◆ ASSIGNMENT: Below are records; quote them exactly from the first line through the line that contains "use std::collections::HashMap;".

DATA IN THIS EXERCISE START

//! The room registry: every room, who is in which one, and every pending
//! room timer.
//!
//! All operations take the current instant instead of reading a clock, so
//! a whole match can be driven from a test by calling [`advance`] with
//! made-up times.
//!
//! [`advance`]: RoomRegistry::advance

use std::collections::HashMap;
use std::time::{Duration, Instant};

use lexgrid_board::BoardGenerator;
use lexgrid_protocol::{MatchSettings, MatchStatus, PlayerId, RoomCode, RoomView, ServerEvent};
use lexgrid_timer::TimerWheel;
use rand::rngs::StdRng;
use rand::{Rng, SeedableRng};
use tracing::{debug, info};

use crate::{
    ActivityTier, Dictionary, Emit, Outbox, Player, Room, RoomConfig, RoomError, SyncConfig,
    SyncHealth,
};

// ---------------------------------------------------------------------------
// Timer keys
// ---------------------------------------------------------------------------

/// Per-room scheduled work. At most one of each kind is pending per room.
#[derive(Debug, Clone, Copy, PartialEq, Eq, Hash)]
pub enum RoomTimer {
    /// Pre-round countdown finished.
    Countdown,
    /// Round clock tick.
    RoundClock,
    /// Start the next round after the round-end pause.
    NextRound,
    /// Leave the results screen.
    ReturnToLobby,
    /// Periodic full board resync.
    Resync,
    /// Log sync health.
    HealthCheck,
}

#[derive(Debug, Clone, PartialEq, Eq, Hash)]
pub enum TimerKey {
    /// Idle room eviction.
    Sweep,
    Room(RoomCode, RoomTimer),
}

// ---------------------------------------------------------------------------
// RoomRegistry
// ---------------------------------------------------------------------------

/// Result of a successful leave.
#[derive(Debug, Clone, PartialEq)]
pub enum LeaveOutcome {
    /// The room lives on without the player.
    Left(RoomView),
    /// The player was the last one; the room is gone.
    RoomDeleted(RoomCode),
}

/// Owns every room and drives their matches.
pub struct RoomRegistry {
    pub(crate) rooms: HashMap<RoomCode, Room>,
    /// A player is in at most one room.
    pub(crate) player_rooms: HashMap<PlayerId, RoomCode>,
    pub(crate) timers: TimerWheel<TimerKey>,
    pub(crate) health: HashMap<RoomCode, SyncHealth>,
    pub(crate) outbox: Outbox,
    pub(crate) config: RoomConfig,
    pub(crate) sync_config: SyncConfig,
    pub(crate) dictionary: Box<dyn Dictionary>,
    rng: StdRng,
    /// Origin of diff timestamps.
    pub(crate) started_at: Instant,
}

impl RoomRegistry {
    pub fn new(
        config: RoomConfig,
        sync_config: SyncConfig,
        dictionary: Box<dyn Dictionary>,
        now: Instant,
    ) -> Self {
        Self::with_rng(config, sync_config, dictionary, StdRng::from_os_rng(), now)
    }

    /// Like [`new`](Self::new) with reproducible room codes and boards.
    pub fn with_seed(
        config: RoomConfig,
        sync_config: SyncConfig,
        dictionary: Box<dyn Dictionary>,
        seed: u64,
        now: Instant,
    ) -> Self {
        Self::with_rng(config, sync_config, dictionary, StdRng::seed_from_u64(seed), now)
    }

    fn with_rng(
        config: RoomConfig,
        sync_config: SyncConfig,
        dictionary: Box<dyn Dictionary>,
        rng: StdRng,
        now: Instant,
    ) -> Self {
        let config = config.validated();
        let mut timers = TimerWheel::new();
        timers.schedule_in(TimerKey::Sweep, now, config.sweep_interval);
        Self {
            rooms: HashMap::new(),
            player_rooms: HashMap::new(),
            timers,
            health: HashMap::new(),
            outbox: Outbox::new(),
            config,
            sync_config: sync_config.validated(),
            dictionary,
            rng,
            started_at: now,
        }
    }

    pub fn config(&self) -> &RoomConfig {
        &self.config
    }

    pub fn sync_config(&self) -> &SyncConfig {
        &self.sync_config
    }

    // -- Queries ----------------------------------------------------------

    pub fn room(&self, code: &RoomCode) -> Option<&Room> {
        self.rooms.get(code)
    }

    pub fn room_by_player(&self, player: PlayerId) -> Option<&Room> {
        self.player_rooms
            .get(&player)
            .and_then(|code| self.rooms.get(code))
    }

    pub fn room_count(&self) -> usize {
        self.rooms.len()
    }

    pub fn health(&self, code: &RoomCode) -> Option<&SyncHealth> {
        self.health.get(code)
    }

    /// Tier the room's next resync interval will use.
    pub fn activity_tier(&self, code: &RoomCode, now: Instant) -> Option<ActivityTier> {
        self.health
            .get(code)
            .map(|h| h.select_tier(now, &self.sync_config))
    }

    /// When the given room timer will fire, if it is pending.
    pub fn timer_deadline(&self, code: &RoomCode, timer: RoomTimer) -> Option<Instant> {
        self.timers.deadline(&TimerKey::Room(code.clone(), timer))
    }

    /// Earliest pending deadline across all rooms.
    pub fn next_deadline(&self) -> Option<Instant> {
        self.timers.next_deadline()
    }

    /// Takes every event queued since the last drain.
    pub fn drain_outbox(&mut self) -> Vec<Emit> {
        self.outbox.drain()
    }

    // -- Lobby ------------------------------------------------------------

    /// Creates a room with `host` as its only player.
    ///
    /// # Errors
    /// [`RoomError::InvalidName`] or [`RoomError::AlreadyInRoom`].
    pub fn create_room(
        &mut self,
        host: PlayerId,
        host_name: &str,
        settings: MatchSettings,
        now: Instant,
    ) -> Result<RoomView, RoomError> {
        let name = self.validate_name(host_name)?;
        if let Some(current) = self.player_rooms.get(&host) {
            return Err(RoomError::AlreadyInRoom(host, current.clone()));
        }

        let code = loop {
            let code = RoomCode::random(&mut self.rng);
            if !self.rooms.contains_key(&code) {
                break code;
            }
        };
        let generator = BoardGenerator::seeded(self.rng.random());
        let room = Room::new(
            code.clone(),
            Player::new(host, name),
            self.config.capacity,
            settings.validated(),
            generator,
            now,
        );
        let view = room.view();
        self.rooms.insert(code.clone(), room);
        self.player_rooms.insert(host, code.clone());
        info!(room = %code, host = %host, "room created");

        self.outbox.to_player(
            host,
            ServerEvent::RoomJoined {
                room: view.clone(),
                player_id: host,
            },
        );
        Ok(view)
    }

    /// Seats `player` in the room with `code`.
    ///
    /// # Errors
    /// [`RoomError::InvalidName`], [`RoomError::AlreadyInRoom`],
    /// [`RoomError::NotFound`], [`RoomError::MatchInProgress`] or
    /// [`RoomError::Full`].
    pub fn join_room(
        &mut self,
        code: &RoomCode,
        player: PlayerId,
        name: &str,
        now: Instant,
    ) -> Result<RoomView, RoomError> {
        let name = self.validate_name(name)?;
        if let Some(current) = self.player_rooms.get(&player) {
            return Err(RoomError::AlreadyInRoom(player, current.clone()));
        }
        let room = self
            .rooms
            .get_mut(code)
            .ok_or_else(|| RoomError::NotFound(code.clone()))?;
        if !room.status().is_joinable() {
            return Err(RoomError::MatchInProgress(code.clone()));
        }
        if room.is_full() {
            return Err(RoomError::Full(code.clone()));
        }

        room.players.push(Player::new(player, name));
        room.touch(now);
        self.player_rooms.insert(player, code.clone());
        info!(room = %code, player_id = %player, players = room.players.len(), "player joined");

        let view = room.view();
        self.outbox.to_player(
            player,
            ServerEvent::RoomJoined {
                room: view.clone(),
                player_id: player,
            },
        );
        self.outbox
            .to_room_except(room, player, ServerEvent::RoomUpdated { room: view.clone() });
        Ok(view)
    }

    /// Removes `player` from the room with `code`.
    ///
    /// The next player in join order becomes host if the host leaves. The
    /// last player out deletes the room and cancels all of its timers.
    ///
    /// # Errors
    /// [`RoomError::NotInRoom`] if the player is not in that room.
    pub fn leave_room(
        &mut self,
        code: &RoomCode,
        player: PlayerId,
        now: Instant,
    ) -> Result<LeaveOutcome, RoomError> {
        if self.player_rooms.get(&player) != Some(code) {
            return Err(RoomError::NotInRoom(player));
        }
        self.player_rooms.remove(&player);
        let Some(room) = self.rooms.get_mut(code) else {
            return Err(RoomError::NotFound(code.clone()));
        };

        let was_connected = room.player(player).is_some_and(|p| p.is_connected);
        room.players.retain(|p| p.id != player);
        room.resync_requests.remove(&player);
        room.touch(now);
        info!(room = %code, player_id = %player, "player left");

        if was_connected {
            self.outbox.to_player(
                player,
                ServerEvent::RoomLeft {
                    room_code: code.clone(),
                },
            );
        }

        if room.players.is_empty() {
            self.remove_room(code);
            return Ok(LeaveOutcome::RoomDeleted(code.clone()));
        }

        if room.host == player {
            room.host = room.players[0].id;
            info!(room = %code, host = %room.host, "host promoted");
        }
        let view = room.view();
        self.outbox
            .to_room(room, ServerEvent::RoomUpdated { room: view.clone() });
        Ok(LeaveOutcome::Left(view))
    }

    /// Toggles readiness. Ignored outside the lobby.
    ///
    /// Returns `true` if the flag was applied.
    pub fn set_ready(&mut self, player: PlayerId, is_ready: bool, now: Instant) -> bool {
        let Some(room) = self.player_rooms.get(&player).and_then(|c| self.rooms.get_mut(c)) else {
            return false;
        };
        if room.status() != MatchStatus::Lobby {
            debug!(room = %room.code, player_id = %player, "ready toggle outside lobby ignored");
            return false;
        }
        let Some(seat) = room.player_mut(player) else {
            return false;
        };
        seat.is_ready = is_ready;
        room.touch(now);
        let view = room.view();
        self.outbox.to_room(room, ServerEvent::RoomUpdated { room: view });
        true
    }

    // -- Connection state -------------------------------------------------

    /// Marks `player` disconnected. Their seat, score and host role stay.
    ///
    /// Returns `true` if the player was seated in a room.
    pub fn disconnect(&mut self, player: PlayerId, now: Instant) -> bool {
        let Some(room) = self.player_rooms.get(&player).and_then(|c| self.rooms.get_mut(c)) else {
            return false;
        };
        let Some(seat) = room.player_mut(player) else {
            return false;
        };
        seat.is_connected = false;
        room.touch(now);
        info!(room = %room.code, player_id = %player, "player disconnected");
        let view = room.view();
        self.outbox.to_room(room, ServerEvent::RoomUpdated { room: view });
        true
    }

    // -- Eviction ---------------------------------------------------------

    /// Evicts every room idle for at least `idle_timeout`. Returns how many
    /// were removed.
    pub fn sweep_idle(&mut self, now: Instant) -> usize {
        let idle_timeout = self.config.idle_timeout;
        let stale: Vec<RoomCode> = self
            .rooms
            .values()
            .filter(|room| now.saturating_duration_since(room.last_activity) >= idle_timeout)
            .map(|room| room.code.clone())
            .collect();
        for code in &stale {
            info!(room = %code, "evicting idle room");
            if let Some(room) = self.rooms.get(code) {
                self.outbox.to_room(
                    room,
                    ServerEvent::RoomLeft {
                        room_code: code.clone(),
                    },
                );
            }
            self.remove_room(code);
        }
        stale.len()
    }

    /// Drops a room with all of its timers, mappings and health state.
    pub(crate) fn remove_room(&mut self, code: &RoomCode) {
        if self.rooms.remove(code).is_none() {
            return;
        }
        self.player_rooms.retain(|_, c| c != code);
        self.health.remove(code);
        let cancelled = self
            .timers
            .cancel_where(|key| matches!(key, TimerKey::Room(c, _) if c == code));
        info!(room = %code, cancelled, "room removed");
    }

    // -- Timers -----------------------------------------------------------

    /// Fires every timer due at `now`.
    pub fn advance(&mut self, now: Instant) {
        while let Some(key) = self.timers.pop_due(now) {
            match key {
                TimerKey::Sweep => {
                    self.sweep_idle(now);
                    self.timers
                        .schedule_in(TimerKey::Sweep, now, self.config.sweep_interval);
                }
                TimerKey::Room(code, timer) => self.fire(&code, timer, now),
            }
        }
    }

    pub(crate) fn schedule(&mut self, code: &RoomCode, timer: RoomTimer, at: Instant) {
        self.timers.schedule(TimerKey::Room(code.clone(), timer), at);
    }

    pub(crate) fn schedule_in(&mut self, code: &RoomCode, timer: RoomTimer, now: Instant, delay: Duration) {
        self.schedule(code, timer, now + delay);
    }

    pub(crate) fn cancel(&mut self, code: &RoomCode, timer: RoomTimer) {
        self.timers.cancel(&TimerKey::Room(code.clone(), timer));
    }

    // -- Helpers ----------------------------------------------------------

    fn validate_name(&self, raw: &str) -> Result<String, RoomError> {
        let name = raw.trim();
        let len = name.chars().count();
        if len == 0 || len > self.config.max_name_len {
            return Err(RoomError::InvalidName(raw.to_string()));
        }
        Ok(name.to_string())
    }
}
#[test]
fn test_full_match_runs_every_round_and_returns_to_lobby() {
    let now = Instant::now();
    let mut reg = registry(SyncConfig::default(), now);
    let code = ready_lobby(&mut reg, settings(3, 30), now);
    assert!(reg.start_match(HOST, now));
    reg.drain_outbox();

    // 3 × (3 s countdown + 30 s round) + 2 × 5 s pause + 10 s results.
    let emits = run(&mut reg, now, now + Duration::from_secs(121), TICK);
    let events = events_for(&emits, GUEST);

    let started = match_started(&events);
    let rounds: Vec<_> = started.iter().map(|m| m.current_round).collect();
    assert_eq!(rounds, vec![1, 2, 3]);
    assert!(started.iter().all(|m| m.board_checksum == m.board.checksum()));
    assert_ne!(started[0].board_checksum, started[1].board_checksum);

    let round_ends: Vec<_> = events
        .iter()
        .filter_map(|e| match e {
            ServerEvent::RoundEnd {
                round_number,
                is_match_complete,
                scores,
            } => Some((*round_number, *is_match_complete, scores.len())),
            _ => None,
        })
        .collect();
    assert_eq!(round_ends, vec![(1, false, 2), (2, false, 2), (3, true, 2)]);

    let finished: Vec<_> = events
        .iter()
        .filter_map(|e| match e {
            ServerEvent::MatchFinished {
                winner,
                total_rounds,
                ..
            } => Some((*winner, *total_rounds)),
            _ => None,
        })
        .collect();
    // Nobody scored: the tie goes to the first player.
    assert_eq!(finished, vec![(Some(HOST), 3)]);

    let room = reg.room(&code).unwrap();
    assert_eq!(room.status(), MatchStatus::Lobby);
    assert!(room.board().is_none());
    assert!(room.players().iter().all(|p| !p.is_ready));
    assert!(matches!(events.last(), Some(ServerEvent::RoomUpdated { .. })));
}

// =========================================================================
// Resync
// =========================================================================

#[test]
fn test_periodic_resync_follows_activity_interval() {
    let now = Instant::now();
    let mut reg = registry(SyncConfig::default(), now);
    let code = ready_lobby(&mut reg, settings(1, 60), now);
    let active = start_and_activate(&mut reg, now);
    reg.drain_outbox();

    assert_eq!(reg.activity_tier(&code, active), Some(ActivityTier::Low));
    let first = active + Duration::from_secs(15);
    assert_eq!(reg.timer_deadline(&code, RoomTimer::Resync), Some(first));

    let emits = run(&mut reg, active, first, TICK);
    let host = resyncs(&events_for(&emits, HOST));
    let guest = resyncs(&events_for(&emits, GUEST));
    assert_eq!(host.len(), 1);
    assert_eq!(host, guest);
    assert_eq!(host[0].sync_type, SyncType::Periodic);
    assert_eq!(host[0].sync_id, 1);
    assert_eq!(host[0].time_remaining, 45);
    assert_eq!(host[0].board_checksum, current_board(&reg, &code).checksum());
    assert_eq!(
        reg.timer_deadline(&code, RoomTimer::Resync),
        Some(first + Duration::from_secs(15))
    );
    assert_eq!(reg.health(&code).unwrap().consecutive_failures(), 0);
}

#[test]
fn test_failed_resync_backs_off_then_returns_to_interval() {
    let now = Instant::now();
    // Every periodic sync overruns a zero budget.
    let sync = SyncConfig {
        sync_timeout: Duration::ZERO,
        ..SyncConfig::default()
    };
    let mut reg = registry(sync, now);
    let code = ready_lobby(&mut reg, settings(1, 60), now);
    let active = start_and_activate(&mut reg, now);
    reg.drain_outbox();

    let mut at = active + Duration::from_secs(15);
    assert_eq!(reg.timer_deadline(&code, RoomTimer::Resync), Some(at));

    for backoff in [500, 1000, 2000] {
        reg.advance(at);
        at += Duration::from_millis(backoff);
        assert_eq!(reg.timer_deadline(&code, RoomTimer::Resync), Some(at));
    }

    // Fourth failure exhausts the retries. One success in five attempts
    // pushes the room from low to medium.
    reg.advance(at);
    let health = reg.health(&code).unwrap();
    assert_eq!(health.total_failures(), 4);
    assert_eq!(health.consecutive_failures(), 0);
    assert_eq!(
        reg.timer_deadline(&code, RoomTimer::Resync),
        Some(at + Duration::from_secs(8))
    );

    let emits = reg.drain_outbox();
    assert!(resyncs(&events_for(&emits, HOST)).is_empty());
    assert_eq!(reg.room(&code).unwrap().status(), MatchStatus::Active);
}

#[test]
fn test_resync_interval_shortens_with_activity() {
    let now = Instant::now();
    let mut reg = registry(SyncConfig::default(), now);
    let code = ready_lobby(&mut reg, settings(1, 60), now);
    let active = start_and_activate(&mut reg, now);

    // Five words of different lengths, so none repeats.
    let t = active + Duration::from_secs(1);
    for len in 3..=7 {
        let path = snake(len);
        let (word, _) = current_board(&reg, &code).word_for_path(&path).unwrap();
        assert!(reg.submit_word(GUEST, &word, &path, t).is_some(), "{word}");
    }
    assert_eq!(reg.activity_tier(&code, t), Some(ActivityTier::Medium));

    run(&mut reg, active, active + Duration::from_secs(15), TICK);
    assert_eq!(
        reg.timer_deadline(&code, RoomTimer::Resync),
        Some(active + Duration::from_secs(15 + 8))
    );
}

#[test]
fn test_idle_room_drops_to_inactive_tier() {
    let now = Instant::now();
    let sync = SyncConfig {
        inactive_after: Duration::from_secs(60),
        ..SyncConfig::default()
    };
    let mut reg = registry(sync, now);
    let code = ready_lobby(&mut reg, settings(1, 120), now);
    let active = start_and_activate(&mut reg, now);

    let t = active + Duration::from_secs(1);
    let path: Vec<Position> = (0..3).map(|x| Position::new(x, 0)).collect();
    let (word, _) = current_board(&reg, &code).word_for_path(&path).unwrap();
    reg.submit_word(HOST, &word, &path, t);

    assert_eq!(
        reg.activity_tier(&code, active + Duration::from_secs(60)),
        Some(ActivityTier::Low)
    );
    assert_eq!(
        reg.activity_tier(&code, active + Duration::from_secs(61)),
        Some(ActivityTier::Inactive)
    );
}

DATA IN THIS EXERCISE END

◆ SOLUTION FOR THIS PROBLEM:
//! The room registry: every room, who is in which one, and every pending
//! room timer.
//!
//! All operations take the current instant instead of reading a clock, so
//! a whole match can be driven from a test by calling [`advance`] with
//! made-up times.
//!
//! [`advance`]: RoomRegistry::advance

use std::collections::HashMap;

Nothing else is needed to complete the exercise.